-- Exercise --
For each line in the data below that has the word "return", copy that line.

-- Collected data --
= = = =
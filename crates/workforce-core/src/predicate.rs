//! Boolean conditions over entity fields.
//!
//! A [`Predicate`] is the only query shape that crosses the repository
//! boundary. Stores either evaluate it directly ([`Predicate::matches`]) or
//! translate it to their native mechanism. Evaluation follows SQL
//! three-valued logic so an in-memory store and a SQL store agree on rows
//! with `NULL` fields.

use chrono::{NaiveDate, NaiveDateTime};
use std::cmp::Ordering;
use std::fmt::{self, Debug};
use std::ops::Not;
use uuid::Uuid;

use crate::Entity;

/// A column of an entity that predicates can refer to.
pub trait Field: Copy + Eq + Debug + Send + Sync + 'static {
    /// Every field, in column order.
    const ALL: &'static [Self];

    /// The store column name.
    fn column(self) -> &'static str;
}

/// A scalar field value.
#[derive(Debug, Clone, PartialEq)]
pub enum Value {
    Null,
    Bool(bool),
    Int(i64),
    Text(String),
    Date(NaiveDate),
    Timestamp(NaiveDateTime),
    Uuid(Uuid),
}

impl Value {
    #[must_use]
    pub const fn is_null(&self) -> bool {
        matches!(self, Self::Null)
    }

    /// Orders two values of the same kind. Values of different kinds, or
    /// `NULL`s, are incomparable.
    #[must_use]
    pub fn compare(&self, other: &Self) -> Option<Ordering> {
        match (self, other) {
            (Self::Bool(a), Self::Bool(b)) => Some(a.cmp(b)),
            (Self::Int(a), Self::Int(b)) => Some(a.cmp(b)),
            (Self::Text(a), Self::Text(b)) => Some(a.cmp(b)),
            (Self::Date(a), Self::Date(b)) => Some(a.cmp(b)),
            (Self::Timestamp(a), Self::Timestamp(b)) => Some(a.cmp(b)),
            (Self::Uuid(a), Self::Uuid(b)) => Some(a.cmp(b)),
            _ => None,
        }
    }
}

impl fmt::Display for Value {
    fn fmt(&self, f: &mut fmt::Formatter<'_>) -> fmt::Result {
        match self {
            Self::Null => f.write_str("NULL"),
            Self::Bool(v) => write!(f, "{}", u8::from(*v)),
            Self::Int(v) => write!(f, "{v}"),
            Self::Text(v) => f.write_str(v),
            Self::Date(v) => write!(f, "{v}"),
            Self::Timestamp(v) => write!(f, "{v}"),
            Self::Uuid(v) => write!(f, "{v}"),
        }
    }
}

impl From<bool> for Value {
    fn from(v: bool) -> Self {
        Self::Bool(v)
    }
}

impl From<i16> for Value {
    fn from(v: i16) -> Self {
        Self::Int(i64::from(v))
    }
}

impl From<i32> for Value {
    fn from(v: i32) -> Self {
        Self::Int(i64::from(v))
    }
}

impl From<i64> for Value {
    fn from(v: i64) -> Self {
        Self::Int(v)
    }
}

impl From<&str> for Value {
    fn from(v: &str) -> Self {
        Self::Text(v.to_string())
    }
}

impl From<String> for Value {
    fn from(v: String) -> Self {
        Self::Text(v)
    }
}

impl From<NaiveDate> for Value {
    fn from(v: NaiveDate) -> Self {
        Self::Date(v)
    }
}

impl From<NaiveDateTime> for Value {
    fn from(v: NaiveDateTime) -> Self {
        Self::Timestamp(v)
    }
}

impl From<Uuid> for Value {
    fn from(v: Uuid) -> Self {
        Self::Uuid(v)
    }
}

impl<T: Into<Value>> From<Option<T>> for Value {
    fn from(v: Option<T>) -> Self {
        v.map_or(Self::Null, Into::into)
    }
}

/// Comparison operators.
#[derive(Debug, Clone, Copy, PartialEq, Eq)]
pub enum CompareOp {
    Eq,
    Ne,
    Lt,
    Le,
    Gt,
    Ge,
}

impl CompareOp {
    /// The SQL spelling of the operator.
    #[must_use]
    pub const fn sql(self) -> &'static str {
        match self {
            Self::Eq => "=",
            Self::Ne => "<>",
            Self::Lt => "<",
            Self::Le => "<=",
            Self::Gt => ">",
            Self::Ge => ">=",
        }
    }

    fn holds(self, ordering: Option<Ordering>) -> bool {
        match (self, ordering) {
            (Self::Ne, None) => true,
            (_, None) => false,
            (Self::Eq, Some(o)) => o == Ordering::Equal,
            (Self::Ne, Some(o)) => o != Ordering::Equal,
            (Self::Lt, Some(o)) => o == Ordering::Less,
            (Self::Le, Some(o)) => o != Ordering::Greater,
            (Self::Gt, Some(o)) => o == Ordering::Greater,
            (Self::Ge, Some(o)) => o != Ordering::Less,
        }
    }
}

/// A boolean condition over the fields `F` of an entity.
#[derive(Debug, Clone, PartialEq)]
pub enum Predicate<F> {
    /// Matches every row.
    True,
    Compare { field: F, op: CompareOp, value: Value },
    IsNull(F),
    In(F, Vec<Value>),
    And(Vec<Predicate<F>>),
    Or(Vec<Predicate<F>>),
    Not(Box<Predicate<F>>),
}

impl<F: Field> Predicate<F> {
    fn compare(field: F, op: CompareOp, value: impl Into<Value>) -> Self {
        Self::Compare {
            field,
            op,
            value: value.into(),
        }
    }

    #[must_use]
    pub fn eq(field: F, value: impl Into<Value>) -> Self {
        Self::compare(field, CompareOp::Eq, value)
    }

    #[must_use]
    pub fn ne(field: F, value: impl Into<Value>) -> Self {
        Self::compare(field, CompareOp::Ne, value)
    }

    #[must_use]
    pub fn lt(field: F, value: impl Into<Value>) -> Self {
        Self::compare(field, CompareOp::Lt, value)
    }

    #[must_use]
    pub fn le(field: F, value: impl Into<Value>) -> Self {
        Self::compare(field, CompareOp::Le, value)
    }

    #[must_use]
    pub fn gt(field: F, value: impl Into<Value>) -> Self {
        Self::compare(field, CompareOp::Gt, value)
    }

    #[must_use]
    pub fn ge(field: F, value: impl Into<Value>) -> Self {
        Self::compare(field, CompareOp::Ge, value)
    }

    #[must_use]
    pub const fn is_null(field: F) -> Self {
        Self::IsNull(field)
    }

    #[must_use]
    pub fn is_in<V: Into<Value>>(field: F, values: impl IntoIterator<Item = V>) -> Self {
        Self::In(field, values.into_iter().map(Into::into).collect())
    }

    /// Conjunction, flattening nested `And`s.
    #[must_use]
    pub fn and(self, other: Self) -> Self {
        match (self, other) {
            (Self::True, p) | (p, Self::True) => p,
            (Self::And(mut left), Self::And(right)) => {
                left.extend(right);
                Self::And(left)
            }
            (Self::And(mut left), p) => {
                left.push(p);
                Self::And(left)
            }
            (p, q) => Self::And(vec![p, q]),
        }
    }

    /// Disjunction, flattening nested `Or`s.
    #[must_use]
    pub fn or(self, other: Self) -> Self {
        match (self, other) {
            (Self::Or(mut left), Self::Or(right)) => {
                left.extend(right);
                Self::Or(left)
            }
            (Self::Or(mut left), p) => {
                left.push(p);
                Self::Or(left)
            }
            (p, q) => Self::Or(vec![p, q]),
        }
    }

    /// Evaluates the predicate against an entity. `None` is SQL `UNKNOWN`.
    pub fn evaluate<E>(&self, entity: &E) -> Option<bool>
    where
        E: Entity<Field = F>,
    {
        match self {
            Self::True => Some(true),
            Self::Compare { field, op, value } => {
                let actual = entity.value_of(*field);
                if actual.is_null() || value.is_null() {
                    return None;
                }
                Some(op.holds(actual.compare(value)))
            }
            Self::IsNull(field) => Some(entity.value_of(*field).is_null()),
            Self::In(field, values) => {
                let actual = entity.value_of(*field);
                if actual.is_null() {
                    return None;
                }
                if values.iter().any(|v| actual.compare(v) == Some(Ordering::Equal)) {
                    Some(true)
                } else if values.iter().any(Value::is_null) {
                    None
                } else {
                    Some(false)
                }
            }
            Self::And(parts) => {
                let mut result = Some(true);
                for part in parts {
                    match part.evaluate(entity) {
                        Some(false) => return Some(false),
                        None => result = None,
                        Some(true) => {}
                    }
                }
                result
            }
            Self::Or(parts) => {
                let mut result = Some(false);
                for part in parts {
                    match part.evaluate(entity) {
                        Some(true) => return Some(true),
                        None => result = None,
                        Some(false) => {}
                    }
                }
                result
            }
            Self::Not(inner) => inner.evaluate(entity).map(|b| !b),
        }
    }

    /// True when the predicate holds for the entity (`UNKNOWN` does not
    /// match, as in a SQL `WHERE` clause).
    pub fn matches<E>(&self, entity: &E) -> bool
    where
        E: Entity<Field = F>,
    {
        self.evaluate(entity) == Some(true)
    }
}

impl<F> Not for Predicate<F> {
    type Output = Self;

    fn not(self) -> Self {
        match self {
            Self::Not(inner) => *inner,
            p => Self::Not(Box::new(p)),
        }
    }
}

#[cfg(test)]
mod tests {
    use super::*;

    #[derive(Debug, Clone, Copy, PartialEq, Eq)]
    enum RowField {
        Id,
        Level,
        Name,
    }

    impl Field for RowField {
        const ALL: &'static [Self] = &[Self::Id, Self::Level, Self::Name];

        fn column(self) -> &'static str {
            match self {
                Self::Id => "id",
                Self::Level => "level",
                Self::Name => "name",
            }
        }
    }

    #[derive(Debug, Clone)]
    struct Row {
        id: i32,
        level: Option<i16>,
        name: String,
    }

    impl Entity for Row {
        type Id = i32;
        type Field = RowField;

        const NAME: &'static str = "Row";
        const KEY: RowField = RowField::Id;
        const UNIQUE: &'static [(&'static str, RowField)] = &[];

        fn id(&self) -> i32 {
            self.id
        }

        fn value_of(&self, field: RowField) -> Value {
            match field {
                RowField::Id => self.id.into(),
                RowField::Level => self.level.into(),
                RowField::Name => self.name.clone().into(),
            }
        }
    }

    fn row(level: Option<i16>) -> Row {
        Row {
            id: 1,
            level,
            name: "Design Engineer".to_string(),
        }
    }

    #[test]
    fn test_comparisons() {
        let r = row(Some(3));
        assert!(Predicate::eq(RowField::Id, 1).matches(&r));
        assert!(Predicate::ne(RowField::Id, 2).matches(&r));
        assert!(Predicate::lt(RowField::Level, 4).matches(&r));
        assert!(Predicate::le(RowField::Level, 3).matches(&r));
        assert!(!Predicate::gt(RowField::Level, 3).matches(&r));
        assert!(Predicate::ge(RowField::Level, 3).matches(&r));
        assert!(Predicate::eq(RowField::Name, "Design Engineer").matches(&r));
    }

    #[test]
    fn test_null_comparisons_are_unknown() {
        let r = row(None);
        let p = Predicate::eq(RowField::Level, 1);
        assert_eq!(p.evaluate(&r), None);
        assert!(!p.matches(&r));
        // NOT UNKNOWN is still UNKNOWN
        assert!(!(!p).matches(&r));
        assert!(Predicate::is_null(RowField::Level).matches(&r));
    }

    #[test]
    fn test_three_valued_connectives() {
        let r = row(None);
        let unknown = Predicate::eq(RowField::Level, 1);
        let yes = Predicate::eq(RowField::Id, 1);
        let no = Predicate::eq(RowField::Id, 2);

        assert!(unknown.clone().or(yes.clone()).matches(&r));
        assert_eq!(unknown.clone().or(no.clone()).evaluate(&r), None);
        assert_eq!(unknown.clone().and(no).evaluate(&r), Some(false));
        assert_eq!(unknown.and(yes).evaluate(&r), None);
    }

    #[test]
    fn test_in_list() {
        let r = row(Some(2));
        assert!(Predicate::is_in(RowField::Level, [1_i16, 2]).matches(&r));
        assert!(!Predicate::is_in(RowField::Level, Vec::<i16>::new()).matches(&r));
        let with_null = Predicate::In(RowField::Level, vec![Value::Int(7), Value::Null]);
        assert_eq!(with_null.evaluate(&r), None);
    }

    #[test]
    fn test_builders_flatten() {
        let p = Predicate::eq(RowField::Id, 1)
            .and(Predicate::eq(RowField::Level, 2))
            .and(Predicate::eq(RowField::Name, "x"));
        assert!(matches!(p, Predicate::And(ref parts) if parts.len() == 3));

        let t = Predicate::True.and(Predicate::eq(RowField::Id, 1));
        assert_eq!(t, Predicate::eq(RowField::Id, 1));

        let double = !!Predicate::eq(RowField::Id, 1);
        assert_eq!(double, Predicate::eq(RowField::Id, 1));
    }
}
= = = =
-- Problem solution --
                    return None;
                    return None;
                        Some(false) => return Some(false),
                        Some(true) => return Some(true),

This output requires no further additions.